Highlands
small streams offer fine trout fishing
I had never before experienced such
close contact with trout. Both rainbow and brook trout swam clearly in view as
we sight-fished with salmon eggs. The trout seemed to symbolize something
elusively valuable almost in my hand's reach. Late in the afternoon at outing’s end,
we agreed on amazing fishing, although neither friend quite understood how
deeply the experience impressed me.
As a 10-year-old, I had first
encountered brook trout at Little Shabakunk Creek, Lawrence Township in Mercer
County. Little Shabakunk flows about as wide as a school hallway into Assunpink
Creek stocked with brook trout that spring long ago, so I reasoned that the several
trout I caught on worms swam upstream the one-mile distance. Three years later,
having been informed of a fish hatchery selling trout to private buyers, I
explored the upper reach of Little Shabakunk narrow enough to jump over. My
fantasy about stocking these headwaters signifies an emotional bond I formed
with little creeks and the possibility of trout. I never thought of explaining the
excitement in 1975 to my friends as having this factual basis. A 14-year-old
hasn’t connected the dots of his personal development as an older man may.
One of these friends and I kept
fishing the Hunterdon streams. Both friends have moved out-of-state since,
while in recent years I returned to these creeks with my son. Elsewhere in the Highlands,
so many brooks, creeks and even tiny rills have trout that an attempt to list
them all might easily fill the number of words fitting this post. Many streams
contain wild trout, especially brown trout. Quite a number have native brook
trout, including some tiny unnamed streams. But before you fish a stream that may
have wild or native trout, be sure to check online the list of designated Wild
Trout Streams to gain the information about regulations.
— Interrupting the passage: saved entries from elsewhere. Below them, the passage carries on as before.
use std::cell::Cell;
use std::future::Future;
use std::panic::{AssertUnwindSafe, catch_unwind};
use std::pin::Pin;
use std::task::{Context, Poll};

use tokio::runtime::Handle;
use tokio::sync::oneshot;

use crate::panic::panic_message;
use crate::{Scope, TaskClass};

thread_local! {
	static IN_UNIT: Cell<bool> = const { Cell::new(false) };
}

/// Failure of the bridge itself rather than of the unit's own work.
#[derive(Debug, Clone, PartialEq, Eq, thiserror::Error)]
pub enum UnitFailure {
	/// The unit panicked; the payload is rendered as text.
	#[error("unit panicked: {0}")]
	Panicked(String),
	/// The unit was dropped before settling, e.g. during runtime shutdown.
	#[error("unit abandoned before settling")]
	Abandoned,
	/// A unit tried to block on another pending value.
	#[error("blocking wait from inside a bridged unit")]
	ReentrantWait,
}

/// Deferred result of a bridged unit.
///
/// Settles exactly once, with the unit's success value or its failure.
#[derive(Debug)]
#[must_use = "a pending value does nothing unless awaited or waited on"]
pub struct Pending<T, E> {
	rx: oneshot::Receiver<Result<T, E>>,
}

impl<T, E> Pending<T, E> {
	/// Returns a pending value that is already settled.
	pub fn ready(result: Result<T, E>) -> Self {
		let (tx, rx) = oneshot::channel();
		let _ = tx.send(result);
		Self { rx }
	}
}

impl<T, E: From<UnitFailure>> Future for Pending<T, E> {
	type Output = Result<T, E>;

	fn poll(mut self: Pin<&mut Self>, cx: &mut Context<'_>) -> Poll<Self::Output> {
		Pin::new(&mut self.rx)
			.poll(cx)
			.map(|settled| settled.unwrap_or_else(|_| Err(E::from(UnitFailure::Abandoned))))
	}
}

/// Runs blocking units of work off the host thread and hands back [`Pending`]
/// values.
///
/// Every unit is accounted for in the bridge's [`Scope`] until its settlement
/// has been delivered.
#[derive(Debug, Clone)]
pub struct Bridge {
	scope: Scope,
	handle: Handle,
}

impl Bridge {
	/// Creates a bridge running units on `handle`'s blocking pool.
	pub fn new(scope: Scope, handle: Handle) -> Self {
		Self { scope, handle }
	}

	/// Returns the scope units are registered in.
	pub fn scope(&self) -> &Scope {
		&self.scope
	}

	/// Returns the runtime handle units run on.
	pub fn handle(&self) -> &Handle {
		&self.handle
	}

	/// Starts `unit` on a fresh blocking thread and returns immediately.
	///
	/// A panicking unit settles with [`UnitFailure::Panicked`] instead of
	/// taking the process down.
	pub fn submit<T, E, F>(&self, class: TaskClass, unit: F) -> Pending<T, E>
	where
		F: FnOnce() -> Result<T, E> + Send + 'static,
		T: Send + 'static,
		E: From<UnitFailure> + Send + 'static,
	{
		let guard = self.scope.enter();
		let (tx, rx) = oneshot::channel();
		tracing::trace!(
			worker_class = class.as_str(),
			outstanding = self.scope.outstanding(),
			"bridge.submit"
		);

		self.handle.spawn_blocking(move || {
			let outcome = IN_UNIT.with(|flag| {
				flag.set(true);
				let outcome = catch_unwind(AssertUnwindSafe(unit));
				flag.set(false);
				outcome
			});
			let settled = match outcome {
				Ok(result) => result,
				Err(payload) => {
					let message = panic_message(payload.as_ref());
					tracing::warn!(worker_class = class.as_str(), panic = %message, "bridge.unit_panicked");
					Err(E::from(UnitFailure::Panicked(message)))
				}
			};
			let _ = tx.send(settled);
			drop(guard);
		});

		Pending { rx }
	}

	/// Blocks the calling thread until `pending` settles.
	///
	/// Must be called from a synchronous host thread. From inside a bridged
	/// unit it fails with [`UnitFailure::ReentrantWait`] instead of deadlocking
	/// the blocking pool.
	pub fn wait<T, E: From<UnitFailure>>(&self, pending: Pending<T, E>) -> Result<T, E> {
		if IN_UNIT.with(Cell::get) {
			return Err(E::from(UnitFailure::ReentrantWait));
		}
		let _guard = self.scope.enter();
		pending
			.rx
			.blocking_recv()
			.unwrap_or_else(|_| Err(E::from(UnitFailure::Abandoned)))
	}
}

#[cfg(test)]
mod tests;
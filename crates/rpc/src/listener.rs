use std::fmt;
use std::sync::Arc;
use std::sync::atomic::{AtomicBool, Ordering};
use std::time::Duration;

use bufnet_worker::{Bridge, CallContext, RuntimeHost, Scope, TaskClass, join_error_panic_message};
use parking_lot::Mutex;
use tokio::task::JoinHandle;
use tokio_util::sync::CancellationToken;
use tonic::transport::Endpoint;
use tonic::transport::server::Router;

use crate::config::BridgeConfig;
use crate::conn::Connection;
use crate::engine::TonicEngine;
use crate::transport::{Acceptor, Addr, Dialer, MemoryConnector, pipe};
use crate::{Error, Result};

/// How long [`Listener::wait`] lets the server finish in-flight connections
/// after [`Listener::close`].
const SHUTDOWN_GRACE: Duration = Duration::from_secs(1);

struct ListenerInner {
	config: BridgeConfig,
	addr: Addr,
	runtime: RuntimeHost,
	bridge: Bridge,
	base: CallContext,
	dialer: Dialer,
	acceptor: Mutex<Option<Acceptor>>,
	shutdown: CancellationToken,
	server: Mutex<Option<JoinHandle<()>>>,
	closed: AtomicBool,
}

impl Drop for ListenerInner {
	fn drop(&mut self) {
		self.shutdown.cancel();
		self.base.cancel();
	}
}

/// One in-memory transport instance: a runtime, a scope, and the pipe that
/// connections are dialed through.
///
/// Cloning is cheap. The runtime shuts down when the last clone is dropped,
/// abandoning whatever is still outstanding; call [`Self::close`] and
/// [`Self::wait`] first for an orderly teardown.
#[derive(Clone)]
pub struct Listener {
	inner: Arc<ListenerInner>,
}

impl Listener {
	/// Validates `config` and starts the runtime.
	pub fn bind(config: BridgeConfig) -> Result<Self> {
		config.validate()?;
		let runtime =
			RuntimeHost::new(&config.runtime_options()).map_err(|err| Error::Config(format!("cannot start runtime: {err}")))?;
		let addr = Addr::new(&config.authority);
		let (dialer, acceptor) = pipe(addr.clone(), config.buffer_size, config.accept_backlog);
		let bridge = Bridge::new(Scope::new(), runtime.handle().clone());
		tracing::debug!(%addr, buffer_size = config.buffer_size, "listener.bind");

		Ok(Self {
			inner: Arc::new(ListenerInner {
				config,
				addr,
				runtime,
				bridge,
				base: CallContext::new(),
				dialer,
				acceptor: Mutex::new(Some(acceptor)),
				shutdown: CancellationToken::new(),
				server: Mutex::new(None),
				closed: AtomicBool::new(false),
			}),
		})
	}

	/// Stand-in address of the transport.
	pub fn addr(&self) -> &Addr {
		&self.inner.addr
	}

	/// Configuration the listener was bound with.
	pub fn config(&self) -> &BridgeConfig {
		&self.inner.config
	}

	/// Scope accounting for every operation issued through this listener.
	pub fn scope(&self) -> &Scope {
		self.inner.bridge.scope()
	}

	/// Returns true once [`Self::close`] has been called.
	pub fn is_closed(&self) -> bool {
		self.inner.closed.load(Ordering::Acquire)
	}

	/// Serves `router` on accepted connections until the listener is closed.
	///
	/// A listener serves at most once.
	pub fn serve(&self, router: Router) -> Result<()> {
		if self.is_closed() {
			return Err(Error::ListenerClosed);
		}
		let acceptor = self
			.inner
			.acceptor
			.lock()
			.take()
			.ok_or_else(|| Error::Argument("listener is already serving".into()))?;

		let shutdown = self.inner.shutdown.clone();
		let addr = self.inner.addr.clone();
		tracing::debug!(%addr, "listener.serve");
		let task = self.inner.runtime.spawn(TaskClass::Control, async move {
			let signal = async move { shutdown.cancelled().await };
			match router.serve_with_incoming_shutdown(acceptor.into_incoming(), signal).await {
				Ok(()) => tracing::debug!(%addr, "listener.stopped"),
				Err(err) => tracing::warn!(%addr, error = %err, "listener.serve_failed"),
			}
		});
		*self.inner.server.lock() = Some(task);
		Ok(())
	}

	/// Opens a client connection through the pipe.
	///
	/// The underlying transport connects lazily on the first call.
	pub fn dial(&self) -> Result<Connection> {
		if self.is_closed() || self.inner.dialer.is_closed() {
			return Err(Error::ListenerClosed);
		}
		let endpoint = Endpoint::from(self.inner.config.endpoint_uri()?);
		let handle = self.inner.runtime.handle().clone();
		let channel = {
			let _enter = handle.enter();
			endpoint.connect_with_connector_lazy(MemoryConnector::new(self.inner.dialer.clone()))
		};
		tracing::debug!(addr = %self.inner.addr, "listener.dial");

		let engine = TonicEngine::new(channel, handle, self.inner.config.stream_capacity);
		Ok(Connection::new(engine, self.inner.bridge.clone(), self.inner.base.child()))
	}

	/// Stops accepting and cancels every call issued through the listener.
	/// Repeated calls are no-ops.
	pub fn close(&self) {
		if self.inner.closed.swap(true, Ordering::AcqRel) {
			return;
		}
		if let Some(mut acceptor) = self.inner.acceptor.lock().take() {
			acceptor.close();
		}
		self.inner.shutdown.cancel();
		self.inner.base.cancel();
		tracing::debug!(addr = %self.inner.addr, outstanding = self.scope().outstanding(), "listener.close");
	}

	/// Blocks until every outstanding operation has settled and, once closed,
	/// the server has stopped.
	///
	/// Must be called from a synchronous thread, never from async code or a
	/// bridged unit.
	pub fn wait(&self) {
		self.scope().drain();
		if !self.is_closed() {
			return;
		}
		let Some(server) = self.inner.server.lock().take() else {
			return;
		};

		let abort = server.abort_handle();
		match self.inner.runtime.handle().block_on(tokio::time::timeout(SHUTDOWN_GRACE, server)) {
			Ok(Ok(())) => {}
			Ok(Err(err)) => {
				if let Some(message) = join_error_panic_message(err) {
					tracing::warn!(addr = %self.inner.addr, panic = %message, "listener.server_panicked");
				}
			}
			Err(_) => {
				abort.abort();
				tracing::debug!(addr = %self.inner.addr, "listener.shutdown_forced");
			}
		}
	}

	/// Resolves once no operation is outstanding.
	pub async fn drained(&self) {
		self.scope().drained().await;
	}
}

impl fmt::Debug for Listener {
	fn fmt(&self, f: &mut fmt::Formatter<'_>) -> fmt::Result {
		f.debug_struct("Listener")
			.field("addr", &self.inner.addr)
			.field("closed", &self.is_closed())
			.finish_non_exhaustive()
	}
}
use std::fmt;

use tokio_util::sync::CancellationToken;

/// Cancellable context carried by every call and stream.
///
/// Contexts form a tree: cancelling a connection context cancels every call
/// and stream derived from it, while cancelling one stream leaves its siblings
/// untouched.
#[derive(Debug, Clone, Default)]
pub struct CallContext {
	cancel: CancellationToken,
}

impl CallContext {
	/// Creates a new root context.
	pub fn new() -> Self {
		Self::default()
	}

	/// Creates a context that is cancelled whenever `self` is.
	pub fn child(&self) -> Self {
		Self {
			cancel: self.cancel.child_token(),
		}
	}

	/// Requests cancellation of this context and all of its children.
	pub fn cancel(&self) {
		self.cancel.cancel();
	}

	/// Returns true when cancellation is requested.
	pub fn is_cancelled(&self) -> bool {
		self.cancel.is_cancelled()
	}

	/// Future resolving when cancellation is requested.
	pub async fn cancelled(&self) {
		self.cancel.cancelled().await;
	}

	/// Returns the underlying token for select loops.
	pub fn token(&self) -> &CancellationToken {
		&self.cancel
	}

	/// Derives a child context paired with a hook that runs `on_finish` and
	/// then cancels the child.
	///
	/// The hook fires at most once: explicitly through [`FinishHook::finish`]
	/// or implicitly when dropped.
	pub fn with_finish_hook(&self, on_finish: impl FnOnce() + Send + 'static) -> (Self, FinishHook) {
		let child = self.child();
		let token = child.cancel.clone();
		let hook = FinishHook::new(move || {
			on_finish();
			token.cancel();
		});
		(child, hook)
	}
}

/// One-shot completion callback.
pub struct FinishHook {
	callback: Option<Box<dyn FnOnce() + Send>>,
}

impl FinishHook {
	/// Wraps a callback to run exactly once.
	pub fn new(callback: impl FnOnce() + Send + 'static) -> Self {
		Self {
			callback: Some(Box::new(callback)),
		}
	}

	/// Runs the callback now.
	pub fn finish(mut self) {
		self.fire();
	}

	fn fire(&mut self) {
		if let Some(callback) = self.callback.take() {
			callback();
		}
	}
}

impl Drop for FinishHook {
	fn drop(&mut self) {
		self.fire();
	}
}

impl fmt::Debug for FinishHook {
	fn fmt(&self, f: &mut fmt::Formatter<'_>) -> fmt::Result {
		f.debug_struct("FinishHook")
			.field("pending", &self.callback.is_some())
			.finish()
	}
}

#[cfg(test)]
mod tests {
	use std::sync::Arc;
	use std::sync::atomic::{AtomicUsize, Ordering};

	use super::*;

	#[test]
	fn child_follows_parent_cancellation() {
		let parent = CallContext::new();
		let child = parent.child();
		let sibling = parent.child();
		child.cancel();
		assert!(child.is_cancelled());
		assert!(!sibling.is_cancelled());
		assert!(!parent.is_cancelled());

		parent.cancel();
		assert!(sibling.is_cancelled());
	}

	#[test]
	fn finish_hook_runs_once() {
		let hits = Arc::new(AtomicUsize::new(0));
		let counter = Arc::clone(&hits);
		let hook = FinishHook::new(move || {
			counter.fetch_add(1, Ordering::SeqCst);
		});
		hook.finish();
		assert_eq!(hits.load(Ordering::SeqCst), 1);
	}

	#[test]
	fn dropped_hook_fires() {
		let root = CallContext::new();
		let finished = Arc::new(AtomicUsize::new(0));
		let counter = Arc::clone(&finished);
		let (ctx, hook) = root.with_finish_hook(move || {
			counter.fetch_add(1, Ordering::SeqCst);
		});
		assert!(!ctx.is_cancelled());
		drop(hook);
		assert!(ctx.is_cancelled());
		assert_eq!(finished.load(Ordering::SeqCst), 1);
		assert!(!root.is_cancelled());
	}

	#[tokio::test]
	async fn cancelled_resolves_after_cancel() {
		let ctx = CallContext::new();
		let waiter = tokio::spawn({
			let ctx = ctx.clone();
			async move { ctx.cancelled().await }
		});
		ctx.cancel();
		tokio::time::timeout(std::time::Duration::from_secs(1), waiter)
			.await
			.unwrap()
			.unwrap();
	}
}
Nevertheless, streams
not on that list flourishing with stocked trout in April and May can offer angling
experiences as exquisite as any in the world, because the angler's innocent reception of life is much more critical than pristine status.
The bad news is that at least some
streams on the stocking list online may not get many trout from the Pequest
Hatchery. Visiting Hunterdon creeks for the past four years, my son and I have scouted
Wickecheoke Creek and felt disappointed. Three years ago, water clear enough to
spot a dime on deep bottom revealed no trout anywhere we looked—bridge areas
and a deep hole under a cliff. We cast salmon eggs, just in case trout hid
under rocks, nothing. On Opening Day this year, trout seemed all but absent,
and my son and I encountered two other fishermen along a two-mile length of the
Wickecheoke posted here and there by New Jersey Division of Fish and Wildlife
stocking notifications. Fortunately, the Locatong Creek yielded many trout for
us during three consecutive years, though I’ve heard complaints about streams
elsewhere.
In February 1975 an older friend told me, “In
the spring, every one of these rocks has a trout behind it,” as he pointed
while driving along the Wickecheoke. Indeed, the Wickecheoke and the other
Hunterdon streams received plentiful stockings. If records of the stocking
numbers are not kept by the state going back 40 years to compare with the
present, I know the fishing logs of at least two anglers do keep records of New
Jersey catches this long ago. My friend fished the Wickecheoke and Locatong
during 1970’s winters and on occasion caught a trout or two. Fall stocking in
New Jersey didn’t begin until the early 1980’s, so the fish he caught survived
through summer, which is a remarkable feat for trout dwelling in streams
notably lacking springs.
If you can’t find many trout in small
streams designated as stocked by the state, you may have good reason to
question and complain. The New Jersey Division of Fish and Wildlife hosts an
annual public trout stocking meeting in February at the Pequest Hatchery.
Questions get taken and voices heard. In my opinion, little creeks offer the
finest fishing, whether of stocked, wild or native trout, and they should not
be shirked so that waters with bigger names get fish belonging to the brooks that contribute to them.